AVAILABLE DATA:
*** Block opens ***

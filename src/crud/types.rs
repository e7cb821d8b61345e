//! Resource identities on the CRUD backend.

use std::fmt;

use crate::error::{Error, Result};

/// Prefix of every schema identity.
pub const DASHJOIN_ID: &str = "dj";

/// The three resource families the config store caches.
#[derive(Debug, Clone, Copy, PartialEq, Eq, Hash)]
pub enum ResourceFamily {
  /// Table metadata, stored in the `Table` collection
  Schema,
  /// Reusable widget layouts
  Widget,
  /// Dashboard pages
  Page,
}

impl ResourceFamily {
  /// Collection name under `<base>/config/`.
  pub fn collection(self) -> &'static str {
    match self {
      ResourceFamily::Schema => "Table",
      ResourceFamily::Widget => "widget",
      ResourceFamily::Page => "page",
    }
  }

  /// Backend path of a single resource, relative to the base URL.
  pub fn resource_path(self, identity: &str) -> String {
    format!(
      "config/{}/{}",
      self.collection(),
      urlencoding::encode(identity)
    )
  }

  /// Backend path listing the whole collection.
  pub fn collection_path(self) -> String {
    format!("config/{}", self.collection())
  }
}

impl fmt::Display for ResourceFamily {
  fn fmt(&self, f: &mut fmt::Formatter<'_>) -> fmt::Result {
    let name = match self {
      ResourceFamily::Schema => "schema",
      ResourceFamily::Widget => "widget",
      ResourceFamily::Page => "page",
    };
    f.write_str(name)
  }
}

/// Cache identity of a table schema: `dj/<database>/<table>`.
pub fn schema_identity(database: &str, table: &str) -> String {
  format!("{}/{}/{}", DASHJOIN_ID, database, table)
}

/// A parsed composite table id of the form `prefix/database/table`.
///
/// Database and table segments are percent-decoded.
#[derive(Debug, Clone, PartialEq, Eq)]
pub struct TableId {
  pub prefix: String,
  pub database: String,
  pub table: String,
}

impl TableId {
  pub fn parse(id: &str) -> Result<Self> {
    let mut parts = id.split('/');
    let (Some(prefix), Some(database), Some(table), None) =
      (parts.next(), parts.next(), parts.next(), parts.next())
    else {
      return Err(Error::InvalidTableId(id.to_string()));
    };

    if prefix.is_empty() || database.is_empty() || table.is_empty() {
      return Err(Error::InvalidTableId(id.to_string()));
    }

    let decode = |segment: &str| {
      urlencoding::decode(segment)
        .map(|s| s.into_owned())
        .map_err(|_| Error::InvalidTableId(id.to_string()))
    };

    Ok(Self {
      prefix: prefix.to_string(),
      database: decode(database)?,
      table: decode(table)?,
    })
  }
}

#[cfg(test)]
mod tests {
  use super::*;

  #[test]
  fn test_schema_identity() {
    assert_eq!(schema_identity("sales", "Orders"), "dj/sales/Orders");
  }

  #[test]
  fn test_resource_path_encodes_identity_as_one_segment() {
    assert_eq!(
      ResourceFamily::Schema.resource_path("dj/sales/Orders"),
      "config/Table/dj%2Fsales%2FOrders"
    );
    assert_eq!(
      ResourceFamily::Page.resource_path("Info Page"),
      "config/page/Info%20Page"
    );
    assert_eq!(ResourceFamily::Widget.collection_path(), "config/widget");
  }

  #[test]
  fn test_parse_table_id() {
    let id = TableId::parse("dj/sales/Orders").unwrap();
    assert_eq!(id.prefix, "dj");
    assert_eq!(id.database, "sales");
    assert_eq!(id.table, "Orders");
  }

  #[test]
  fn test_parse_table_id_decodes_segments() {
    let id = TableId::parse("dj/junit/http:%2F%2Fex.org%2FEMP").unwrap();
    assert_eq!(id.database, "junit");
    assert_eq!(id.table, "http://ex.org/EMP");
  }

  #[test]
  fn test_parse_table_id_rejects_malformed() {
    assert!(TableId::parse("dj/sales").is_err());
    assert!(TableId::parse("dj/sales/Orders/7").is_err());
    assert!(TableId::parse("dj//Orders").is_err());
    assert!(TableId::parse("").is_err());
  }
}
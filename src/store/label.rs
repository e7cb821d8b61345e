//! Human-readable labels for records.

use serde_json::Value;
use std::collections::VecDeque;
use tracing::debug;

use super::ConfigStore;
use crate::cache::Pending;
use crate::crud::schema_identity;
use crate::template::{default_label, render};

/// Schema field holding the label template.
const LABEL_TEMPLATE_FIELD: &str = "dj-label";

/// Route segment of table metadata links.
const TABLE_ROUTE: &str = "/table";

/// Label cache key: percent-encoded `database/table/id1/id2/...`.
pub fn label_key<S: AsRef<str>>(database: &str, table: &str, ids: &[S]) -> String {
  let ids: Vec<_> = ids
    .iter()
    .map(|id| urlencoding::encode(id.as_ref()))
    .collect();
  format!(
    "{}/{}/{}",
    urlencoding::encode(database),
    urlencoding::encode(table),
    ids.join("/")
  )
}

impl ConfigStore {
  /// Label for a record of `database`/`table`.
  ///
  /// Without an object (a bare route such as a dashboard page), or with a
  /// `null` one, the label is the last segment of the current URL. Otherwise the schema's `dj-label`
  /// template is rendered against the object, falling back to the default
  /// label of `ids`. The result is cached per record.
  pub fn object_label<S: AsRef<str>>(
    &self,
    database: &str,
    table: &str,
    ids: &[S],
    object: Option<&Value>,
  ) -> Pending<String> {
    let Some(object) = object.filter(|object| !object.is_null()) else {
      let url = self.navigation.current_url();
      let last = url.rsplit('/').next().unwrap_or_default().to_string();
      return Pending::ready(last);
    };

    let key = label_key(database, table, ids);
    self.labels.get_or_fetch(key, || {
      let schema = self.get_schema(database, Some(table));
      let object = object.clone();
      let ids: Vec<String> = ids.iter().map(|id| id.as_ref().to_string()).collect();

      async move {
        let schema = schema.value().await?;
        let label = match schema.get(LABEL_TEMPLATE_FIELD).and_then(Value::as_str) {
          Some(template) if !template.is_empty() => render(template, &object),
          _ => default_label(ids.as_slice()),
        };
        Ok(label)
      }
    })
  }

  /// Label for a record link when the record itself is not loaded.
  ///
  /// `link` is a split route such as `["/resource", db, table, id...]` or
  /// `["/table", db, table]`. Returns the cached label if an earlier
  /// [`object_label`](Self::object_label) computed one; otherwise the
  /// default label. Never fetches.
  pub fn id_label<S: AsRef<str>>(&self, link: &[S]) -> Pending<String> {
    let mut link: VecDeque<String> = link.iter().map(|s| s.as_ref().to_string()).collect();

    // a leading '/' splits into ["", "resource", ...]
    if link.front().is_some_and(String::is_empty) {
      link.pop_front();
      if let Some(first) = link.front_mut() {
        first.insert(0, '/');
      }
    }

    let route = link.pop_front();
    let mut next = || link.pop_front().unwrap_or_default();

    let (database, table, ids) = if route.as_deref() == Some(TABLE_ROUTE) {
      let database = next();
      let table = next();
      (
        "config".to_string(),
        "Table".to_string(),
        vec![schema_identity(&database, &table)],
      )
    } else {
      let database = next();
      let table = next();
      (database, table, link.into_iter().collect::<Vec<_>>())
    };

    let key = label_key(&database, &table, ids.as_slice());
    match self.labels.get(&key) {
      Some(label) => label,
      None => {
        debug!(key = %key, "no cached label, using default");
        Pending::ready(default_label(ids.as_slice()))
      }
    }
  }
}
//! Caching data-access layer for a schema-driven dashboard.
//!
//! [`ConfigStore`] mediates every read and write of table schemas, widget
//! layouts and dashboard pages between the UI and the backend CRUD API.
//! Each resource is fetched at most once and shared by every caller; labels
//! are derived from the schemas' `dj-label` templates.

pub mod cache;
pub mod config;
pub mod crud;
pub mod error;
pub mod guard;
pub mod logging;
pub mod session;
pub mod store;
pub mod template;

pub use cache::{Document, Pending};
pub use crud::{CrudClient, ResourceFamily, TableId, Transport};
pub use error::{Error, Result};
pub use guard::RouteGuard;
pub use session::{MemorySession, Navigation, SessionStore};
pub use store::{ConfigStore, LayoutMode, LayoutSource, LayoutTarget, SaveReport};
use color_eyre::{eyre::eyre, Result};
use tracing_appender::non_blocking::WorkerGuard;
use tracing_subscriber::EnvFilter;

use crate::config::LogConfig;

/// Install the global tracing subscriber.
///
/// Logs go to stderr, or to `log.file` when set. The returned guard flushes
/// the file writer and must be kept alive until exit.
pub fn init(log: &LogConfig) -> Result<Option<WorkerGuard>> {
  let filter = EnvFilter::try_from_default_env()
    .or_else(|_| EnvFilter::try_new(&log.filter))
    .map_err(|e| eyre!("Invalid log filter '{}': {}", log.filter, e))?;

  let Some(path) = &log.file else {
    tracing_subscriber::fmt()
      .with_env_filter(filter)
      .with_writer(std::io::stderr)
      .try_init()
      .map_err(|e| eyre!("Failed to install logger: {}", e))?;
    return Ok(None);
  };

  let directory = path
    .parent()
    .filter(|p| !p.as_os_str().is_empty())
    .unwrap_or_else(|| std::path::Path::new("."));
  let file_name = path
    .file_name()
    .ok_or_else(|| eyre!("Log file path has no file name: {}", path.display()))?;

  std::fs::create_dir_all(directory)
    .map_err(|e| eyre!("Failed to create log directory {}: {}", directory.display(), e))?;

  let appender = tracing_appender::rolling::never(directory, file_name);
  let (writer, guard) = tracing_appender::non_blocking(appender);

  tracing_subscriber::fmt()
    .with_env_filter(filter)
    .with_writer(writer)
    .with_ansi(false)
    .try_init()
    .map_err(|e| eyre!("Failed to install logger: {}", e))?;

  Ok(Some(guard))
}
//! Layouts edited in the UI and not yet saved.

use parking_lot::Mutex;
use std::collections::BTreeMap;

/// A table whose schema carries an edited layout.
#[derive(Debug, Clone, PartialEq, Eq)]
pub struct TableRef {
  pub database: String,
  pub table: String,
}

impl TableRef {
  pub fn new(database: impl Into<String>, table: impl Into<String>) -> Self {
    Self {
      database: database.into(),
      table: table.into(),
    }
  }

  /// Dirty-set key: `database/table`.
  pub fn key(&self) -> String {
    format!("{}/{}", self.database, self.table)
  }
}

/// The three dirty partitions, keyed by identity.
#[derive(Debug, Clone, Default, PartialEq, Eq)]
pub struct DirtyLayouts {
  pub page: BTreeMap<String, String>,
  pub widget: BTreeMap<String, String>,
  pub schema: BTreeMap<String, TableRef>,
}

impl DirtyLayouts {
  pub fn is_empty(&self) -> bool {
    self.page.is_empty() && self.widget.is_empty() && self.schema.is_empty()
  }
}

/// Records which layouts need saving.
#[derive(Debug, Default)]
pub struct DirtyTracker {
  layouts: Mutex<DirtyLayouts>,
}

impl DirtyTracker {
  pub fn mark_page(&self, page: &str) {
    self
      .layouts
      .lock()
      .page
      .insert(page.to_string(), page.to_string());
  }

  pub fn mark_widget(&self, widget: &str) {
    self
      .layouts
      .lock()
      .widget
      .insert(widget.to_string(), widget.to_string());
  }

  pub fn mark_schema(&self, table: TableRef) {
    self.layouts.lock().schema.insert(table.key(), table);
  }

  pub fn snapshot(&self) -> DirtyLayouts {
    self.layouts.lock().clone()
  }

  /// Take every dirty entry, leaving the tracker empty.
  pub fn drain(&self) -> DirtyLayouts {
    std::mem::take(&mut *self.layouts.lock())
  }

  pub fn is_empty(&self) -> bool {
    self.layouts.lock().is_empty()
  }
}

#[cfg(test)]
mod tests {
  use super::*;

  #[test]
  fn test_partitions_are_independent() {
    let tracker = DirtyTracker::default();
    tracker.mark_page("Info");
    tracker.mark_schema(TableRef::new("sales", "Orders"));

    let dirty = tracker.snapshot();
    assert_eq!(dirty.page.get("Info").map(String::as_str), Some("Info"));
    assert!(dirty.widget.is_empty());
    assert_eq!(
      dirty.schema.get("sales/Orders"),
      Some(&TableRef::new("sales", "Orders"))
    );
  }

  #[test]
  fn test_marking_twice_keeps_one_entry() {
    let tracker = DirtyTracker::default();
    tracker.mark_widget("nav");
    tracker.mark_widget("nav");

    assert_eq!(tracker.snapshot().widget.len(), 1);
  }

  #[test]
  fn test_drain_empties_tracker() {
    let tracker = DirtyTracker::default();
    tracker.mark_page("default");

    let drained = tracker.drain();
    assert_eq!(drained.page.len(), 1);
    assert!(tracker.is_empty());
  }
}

*** Block closes ***

The answer must be every line of the data that contains the word "such".

  /// Without an object (a bare route such as a dashboard page), or with a
  /// `link` is a split route such as `["/resource", db, table, id...]` or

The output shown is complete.